Out of bound write in function AP4_CttsTableEntry::AP4_CttsTableEntry() – Bento4-1.5.1.0
Loginsoft-2019-1101
February 13, 2019
CVE Number
CVE-2019-9544
CWE
CWE-787: Out-of-bounds Write
Product Details
Bento4/AP4 is a C++ class library designed to read and write ISO-MP4 files. Where Aac2Mp4 converts an AAC ADTS file into an MP4 file.

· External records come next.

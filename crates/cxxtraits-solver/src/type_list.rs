//! Ordered candidate type lists.
//!
//! Searches such as "smallest signed integer at least as wide as `T`" or
//! "most strictly aligned fundamental type not exceeding `Len`" walk a fixed,
//! ascending list and stop at the first match. The lists are process-wide
//! constants; running off the end is the `None` sentinel.

use crate::types::BuiltinKind;
use cxxtraits_common::TargetInfo;
use cxxtraits_common::target::ScalarLayout;

/// A static, ordered sequence of candidates.
#[derive(Copy, Clone, Debug)]
pub struct TypeList<T: Copy + 'static> {
    entries: &'static [T],
}

impl<T: Copy + 'static> TypeList<T> {
    pub const fn new(entries: &'static [T]) -> Self {
        Self { entries }
    }

    pub fn iter(&self) -> impl Iterator<Item = T> + '_ {
        self.entries.iter().copied()
    }

    pub fn len(&self) -> usize {
        self.entries.len()
    }

    pub fn is_empty(&self) -> bool {
        self.entries.is_empty()
    }

    /// First entry satisfying `pred`; `None` when the list is exhausted.
    pub fn find_first(&self, mut pred: impl FnMut(T) -> bool) -> Option<T> {
        self.iter().find(|entry| pred(*entry))
    }
}

const SIGNED: &[BuiltinKind] = &[
    BuiltinKind::SignedChar,
    BuiltinKind::Short,
    BuiltinKind::Int,
    BuiltinKind::Long,
    BuiltinKind::LongLong,
];

const SIGNED_WITH_INT128: &[BuiltinKind] = &[
    BuiltinKind::SignedChar,
    BuiltinKind::Short,
    BuiltinKind::Int,
    BuiltinKind::Long,
    BuiltinKind::LongLong,
    BuiltinKind::Int128,
];

const UNSIGNED: &[BuiltinKind] = &[
    BuiltinKind::UnsignedChar,
    BuiltinKind::UnsignedShort,
    BuiltinKind::UnsignedInt,
    BuiltinKind::UnsignedLong,
    BuiltinKind::UnsignedLongLong,
];

const UNSIGNED_WITH_INT128: &[BuiltinKind] = &[
    BuiltinKind::UnsignedChar,
    BuiltinKind::UnsignedShort,
    BuiltinKind::UnsignedInt,
    BuiltinKind::UnsignedLong,
    BuiltinKind::UnsignedLongLong,
    BuiltinKind::UnsignedInt128,
];

/// Signed integer types in ascending rank.
pub fn signed_integers(int128: bool) -> TypeList<BuiltinKind> {
    TypeList::new(if int128 { SIGNED_WITH_INT128 } else { SIGNED })
}

/// Unsigned integer types in ascending rank.
pub fn unsigned_integers(int128: bool) -> TypeList<BuiltinKind> {
    TypeList::new(if int128 {
        UNSIGNED_WITH_INT128
    } else {
        UNSIGNED
    })
}

/// First integer in `list` at least `size` bytes wide.
pub fn first_with_size_at_least(
    list: TypeList<BuiltinKind>,
    size: u64,
    target: &TargetInfo,
) -> Option<BuiltinKind> {
    list.find_first(|kind| size <= kind.layout(target).size)
}

/// Entries of the alignment search list.
#[derive(Copy, Clone, Debug, PartialEq, Eq, Hash)]
pub enum AlignCandidate {
    Builtin(BuiltinKind),
    /// `struct { long double x; }`
    LongDoubleStruct,
    /// `struct { double x[4]; }`
    DoubleArrayStruct,
    /// `int*`
    Pointer,
}

impl AlignCandidate {
    pub fn layout(self, target: &TargetInfo) -> ScalarLayout {
        match self {
            AlignCandidate::Builtin(kind) => kind.layout(target),
            AlignCandidate::LongDoubleStruct => target.long_double_layout,
            AlignCandidate::DoubleArrayStruct => {
                let double = target.double_layout;
                ScalarLayout::new(double.size * 4, double.align)
            }
            AlignCandidate::Pointer => target.pointer_layout,
        }
    }

    pub fn name(self) -> &'static str {
        match self {
            AlignCandidate::Builtin(kind) => kind.name(),
            AlignCandidate::LongDoubleStruct => "struct { long double }",
            AlignCandidate::DoubleArrayStruct => "struct { double[4] }",
            AlignCandidate::Pointer => "int*",
        }
    }
}

/// Every candidate alignment type, in the order the search walks them.
pub const ALIGNMENT_CANDIDATES: TypeList<AlignCandidate> = TypeList::new(&[
    AlignCandidate::Builtin(BuiltinKind::UnsignedChar),
    AlignCandidate::Builtin(BuiltinKind::UnsignedShort),
    AlignCandidate::Builtin(BuiltinKind::UnsignedInt),
    AlignCandidate::Builtin(BuiltinKind::UnsignedLong),
    AlignCandidate::Builtin(BuiltinKind::UnsignedLongLong),
    AlignCandidate::Builtin(BuiltinKind::Double),
    AlignCandidate::Builtin(BuiltinKind::LongDouble),
    AlignCandidate::LongDoubleStruct,
    AlignCandidate::DoubleArrayStruct,
    AlignCandidate::Pointer,
]);

/// Default alignment for `len` bytes of storage: the strictest candidate
/// alignment not exceeding `len`, or the loosest one when every candidate
/// is stricter than `len`.
pub fn max_alignment_within(len: u64, target: &TargetInfo) -> u64 {
    let aligns = || ALIGNMENT_CANDIDATES.iter().map(|c| c.layout(target).align);
    let fitting = aligns().filter(|align| *align <= len).max();
    fitting.or_else(|| aligns().min()).unwrap_or(1)
}

/// First candidate whose natural alignment is exactly `align`.
pub fn candidate_with_alignment(align: u64, target: &TargetInfo) -> Option<AlignCandidate> {
    ALIGNMENT_CANDIDATES.find_first(|c| c.layout(target).align == align)
}

#[cfg(test)]
#[path = "../tests/type_list_tests.rs"]
mod tests;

URL: https://github.com/axiomatic-systems/Bento4.git
Vulnerable Versions
4-1.5.1.0
Vulnerability Details
We observed a Out of bounds write occurred in AP4_CttsTableEntry::AP4_CttsTableEntry() located in Ap4Array.h.The same be triggered by sending a crafted file to the mp42hls binary. It allows an attacker to cause Denial of Service (Segmentation fault) or possibly have unspecified other impact.
SYNOPSIS
In progress
Vulnerable code
AP4_Result result = EnsureCapacity(item_count);
if (AP4_FAILED(result)) return result;
// construct the new items
for (unsigned int i=m_ItemCount; i<item_count; i++) {
// i=0x27ae
new ((void*)&m_Items[i]) T();
}
m_ItemCount = item_count;
return AP4_SUCCESS;
}
Analysis
Debug in Linux
GDB
AP4_Array::SetItemCount
────────────────────────────────────────────────────────────────────────────────────────────────────────────────────────────────────────────── source:/home/loginsoft/ACE/sources/himanshu_sources/Bento4/Source/C++/Core/Ap4Array.h+215 ────
210 AP4_Result result = EnsureCapacity(item_count);
211 if (AP4_FAILED(result)) return result;
212
213 // construct the new items
214 for (unsigned int i=m_ItemCount; i<item_count; i++) {
// i=0x27ae
→ 215 new ((void*)&m_Items[i]) T();
216 }
217 m_ItemCount = item_count;
218 return AP4_SUCCESS;
219 }
220
──────────────────────────────────────────────────────────────────────────────────────────────────────────────────────────────────────────────────────────────────────────────────────────────────────────────────────────────── threads ────
[#0] Id 1, Name: "mp42hls", stopped, reason: SIGSEGV
────────────────────────────────────────────────────────────────────────────────────────────────────────────────────────────────────────────────────────────────────────────────────────────────────────────────────────────────── trace ────
[#0] 0x810429f → AP4_Array::SetItemCount(this=0x8165278, item_count=0x80000001)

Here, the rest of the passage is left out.